There’s gotta be more than just loss around the corner.
So I followed my speech coach’s advice and went to the meet. I picked out my piece the night before and wrote my intro during my last class. I knew I wouldn’t do spectacular, but I tried. So, how’d it go? SHITTY. I got the lowest scores I’ve ever received. Big shock, right? Well, it actually was to me. I thought I did decent…but looks like my version of “decent” translates to “shit” for the rest of the world. Oh well, move on….
How’s Landon? Well, imagine someone saying “rain check!” to a relationship. We are both so busy we barely get a chance to say a single sentence to another, let alone get to know each other. I’m a little disappointed by that because I miss that feeling I had only begun to discover… damn, I don’t want something this good to slip through my fingers.

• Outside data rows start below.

impl SqliteExecutionLog {
    /// Creates a new SQLite execution log with the specified database path.
    pub async fn new(db_path: impl AsRef<Path>) -> Result<Self> {
        Self::with_config(db_path, PoolConfig::default()).await
    }

    /// Creates a new SQLite execution log with custom pool configuration.
    pub async fn with_config(db_path: impl AsRef<Path>, config: PoolConfig) -> Result<Self> {
        let db_path_str = db_path.as_ref().to_string_lossy().to_string();

        let connect_options = SqliteConnectOptions::from_str(&format!("sqlite://{}", db_path_str))
            .map_err(|e| StorageError::Connection(e.to_string()))?
            .journal_mode(SqliteJournalMode::Wal)
            .synchronous(SqliteSynchronous::Normal)
            .busy_timeout(Duration::from_secs(5))
            .create_if_missing(true);

        let pool = Self::build_pool(connect_options, &config).await?;

        let log = Self {
            pool,
            db_path: db_path_str,
        };

        log.initialize().await?;
        info!("Opened execution log at {}", log.db_path);

        Ok(log)
    }

    /// Creates an in-memory SQLite execution log.
    ///
    /// Every pooled connection to `:memory:` would open its own empty
    /// database, so the pool is pinned to one connection that never expires.
    pub async fn in_memory() -> Result<Self> {
        let config = PoolConfig {
            max_size: 1,
            min_idle: Some(1),
            max_lifetime: None,
            idle_timeout: None,
            ..PoolConfig::default()
        };

        let connect_options = SqliteConnectOptions::from_str("sqlite::memory:")
            .map_err(|e| StorageError::Connection(e.to_string()))?
            .journal_mode(SqliteJournalMode::Memory)
            .synchronous(SqliteSynchronous::Normal);

        let pool = Self::build_pool(connect_options, &config).await?;

        let log = Self {
            pool,
            db_path: ":memory:".to_string(),
        };

        log.initialize().await?;

        Ok(log)
    }

    async fn build_pool(
        connect_options: SqliteConnectOptions,
        config: &PoolConfig,
    ) -> Result<Pool<Sqlite>> {
        let mut builder = SqlitePoolOptions::new()
            .max_connections(config.max_size)
            .acquire_timeout(config.connection_timeout)
            .max_lifetime(config.max_lifetime)
            .idle_timeout(config.idle_timeout);

        if let Some(min_idle) = config.min_idle {
            builder = builder.min_connections(min_idle);
        }

        let pool = builder
            .connect_with(connect_options)
            .await
            .map_err(|e| StorageError::Connection(e.to_string()))?;

        Ok(pool)
    }

    /// Initialize the database schema.
    async fn initialize(&self) -> Result<()> {
        sqlx::query(
            "CREATE TABLE IF NOT EXISTS execution_log (
                id TEXT NOT NULL,
                step INTEGER NOT NULL,
                timestamp INTEGER NOT NULL,
                kind TEXT CHECK( kind IN
                    ('FLOW','ACTIVITY','TIMER','SIGNAL','CHILD_FLOW') ) NOT NULL,
                name TEXT NOT NULL,
                status TEXT CHECK( status IN
                    ('PENDING','WAITING_FOR_SIGNAL','WAITING_FOR_TIMER','COMPLETE') ) NOT NULL,
                attempts INTEGER NOT NULL DEFAULT 1,
                parameters BLOB,
                params_hash INTEGER NOT NULL DEFAULT 0,
                return_value BLOB,
                retry_policy TEXT,
                fire_at INTEGER,
                await_key TEXT,
                PRIMARY KEY (id, step)
            )",
        )
        .execute(&self.pool)
        .await?;

        sqlx::query(
            "CREATE INDEX IF NOT EXISTS idx_execution_log_timers ON execution_log(status, fire_at)",
        )
        .execute(&self.pool)
        .await?;

        sqlx::query(
            "CREATE TABLE IF NOT EXISTS flow_queue (
                task_id TEXT PRIMARY KEY,
                flow_id TEXT NOT NULL UNIQUE,
                flow_type TEXT NOT NULL,
                business_key TEXT NOT NULL,
                flow_data BLOB NOT NULL,
                status TEXT CHECK( status IN
                    ('PENDING','RUNNING','SUSPENDED','COMPLETE','FAILED') ) NOT NULL,
                locked_by TEXT,
                created_at INTEGER NOT NULL,
                updated_at INTEGER NOT NULL,
                retry_count INTEGER NOT NULL DEFAULT 0,
                error_message TEXT,
                scheduled_for INTEGER,
                deadline INTEGER,
                parent_flow_id TEXT,
                signal_token TEXT
            )",
        )
        .execute(&self.pool)
        .await?;

        sqlx::query(
            "CREATE INDEX IF NOT EXISTS idx_flow_queue_status ON flow_queue(status, created_at)",
        )
        .execute(&self.pool)
        .await?;

        sqlx::query(
            "CREATE TABLE IF NOT EXISTS signal_inbox (
                seq INTEGER PRIMARY KEY AUTOINCREMENT,
                flow_id TEXT NOT NULL,
                name TEXT NOT NULL,
                payload BLOB NOT NULL,
                created_at INTEGER NOT NULL
            )",
        )
        .execute(&self.pool)
        .await?;

        sqlx::query(
            "CREATE INDEX IF NOT EXISTS idx_signal_inbox_flow ON signal_inbox(flow_id, name, seq)",
        )
        .execute(&self.pool)
        .await?;

        Ok(())
    }

    /// Returns the database path.
    pub fn db_path(&self) -> &str {
        &self.db_path
    }

    /// Returns the current pool size.
    pub fn pool_size(&self) -> u32 {
        self.pool.size()
    }

    fn parse_uuid(value: &str) -> Result<Uuid> {
        Uuid::parse_str(value).map_err(|e| StorageError::Connection(e.to_string()))
    }

    fn from_millis(millis: i64) -> DateTime<Utc> {
        DateTime::from_timestamp_millis(millis).unwrap_or_else(Utc::now)
    }

    fn row_to_scheduled_flow(row: &sqlx::sqlite::SqliteRow) -> Result<ScheduledFlow> {
        let task_id = Self::parse_uuid(&row.try_get::<String, _>("task_id")?)?;
        let flow_id = Self::parse_uuid(&row.try_get::<String, _>("flow_id")?)?;

        let status_str: String = row.try_get("status")?;
        let status = status_str
            .parse::<TaskStatus>()
            .map_err(StorageError::Connection)?;

        let parent_flow_id: Option<String> = row.try_get("parent_flow_id")?;
        let parent_flow_id = parent_flow_id
            .map(|s| Self::parse_uuid(&s))
            .transpose()?;

        let retry_count: i64 = row.try_get("retry_count")?;

        Ok(ScheduledFlow {
            task_id,
            flow_id,
            flow_type: row.try_get("flow_type")?,
            business_key: row.try_get("business_key")?,
            flow_data: row.try_get("flow_data")?,
            status,
            locked_by: row.try_get("locked_by")?,
            created_at: Self::from_millis(row.try_get("created_at")?),
            updated_at: Self::from_millis(row.try_get("updated_at")?),
            retry_count: retry_count as u32,
            error_message: row.try_get("error_message")?,
            scheduled_for: row
                .try_get::<Option<i64>, _>("scheduled_for")?
                .map(Self::from_millis),
            deadline: row
                .try_get::<Option<i64>, _>("deadline")?
                .map(Self::from_millis),
            parent_flow_id,
            signal_token: row.try_get("signal_token")?,
        })
    }

    fn row_to_invocation(row: &sqlx::sqlite::SqliteRow) -> Result<Invocation> {
        let id = Self::parse_uuid(&row.try_get::<String, _>("id")?)?;
        let step: i32 = row.try_get("step")?;
        let timestamp = Self::from_millis(row.try_get("timestamp")?);

        let kind_str: String = row.try_get("kind")?;
        let kind = StepKind::from_str(&kind_str)?;
        let status_str: String = row.try_get("status")?;
        let status = InvocationStatus::from_str(&status_str)?;

        let attempts: i32 = row.try_get("attempts")?;
        let parameters: Option<Vec<u8>> = row.try_get("parameters")?;
        let params_hash: i64 = row.try_get("params_hash")?;
        let return_value: Option<Vec<u8>> = row.try_get("return_value")?;

        let retry_policy_json: Option<String> = row.try_get("retry_policy")?;
        let retry_policy = retry_policy_json.and_then(|json| serde_json::from_str(&json).ok());

        let fire_at: Option<i64> = row.try_get("fire_at")?;
        let await_key: Option<String> = row.try_get("await_key")?;

        let mut invocation = Invocation::new(
            id,
            step,
            timestamp,
            kind,
            row.try_get("name")?,
            status,
            attempts,
            parameters.unwrap_or_default(),
            params_hash as u64,
            retry_policy,
        );
        if let Some(value) = return_value {
            invocation.set_return_value(value);
        }
        invocation.set_fire_at(fire_at.map(Self::from_millis));
        invocation.set_await_key(await_key);

        Ok(invocation)
    }

    async fn fetch_invocation(&self, id: Uuid, step: i32) -> Result<Option<Invocation>> {
        sqlx::query(&format!(
            "SELECT {} FROM execution_log WHERE id = ? AND step = ?",
            INVOCATION_COLUMNS
        ))
        .bind(id.to_string())
        .bind(step)
        .fetch_optional(&self.pool)
        .await?
        .map(|row| Self::row_to_invocation(&row))
        .transpose()
    }
}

Well, how about your friends? Yeah, them. I’ve been trying my best to keep them happy, to be there for them. I’ve just also been careful to not let them help me, putting this fake attitude of positivity. But hey, they are happy. And I had a good time last night catching up with one of them I haven’t been able to keep close for some time. Talking to her, I wanted to be better than my actions. Of ‘course, though, when I woke up this morning I wanted to go right back to those same decisions that made me guilty. I can’t just let go of this shitty feeling, as much as I’d like to. Maybe that’s not very mature of me, but when I look at the pills and the group therapy, the meetings with my psychiatrist, the therapy sessions, I feel as if I’ve grown up too fast. Guess I’ll just keep pretending.
My family is the same. I rarely see them except for my mom. It makes it easier for me to deal with this stuff on my own. My self-esteem is in the shitter, no need for anyone else to bare the burden of my struggles.(What a perfect time to try it out with Landon, right?)
I’m going to Brendan’s party tonight. I’ve been excited about this, but now I’m stressed. Writing about all of this, it makes it more real. This pit is getting harder and harder to climb out of.
So I guess I’ve fucked up on trying to make this sound a bit hopeful, like I’m making progress. Desperation is written all over this. The really desperate part is how much I’ve talked about hiding that I feel this way, and yet I’m documenting it all over a public blog. In a sad way, this blog is the only drug that seems to work.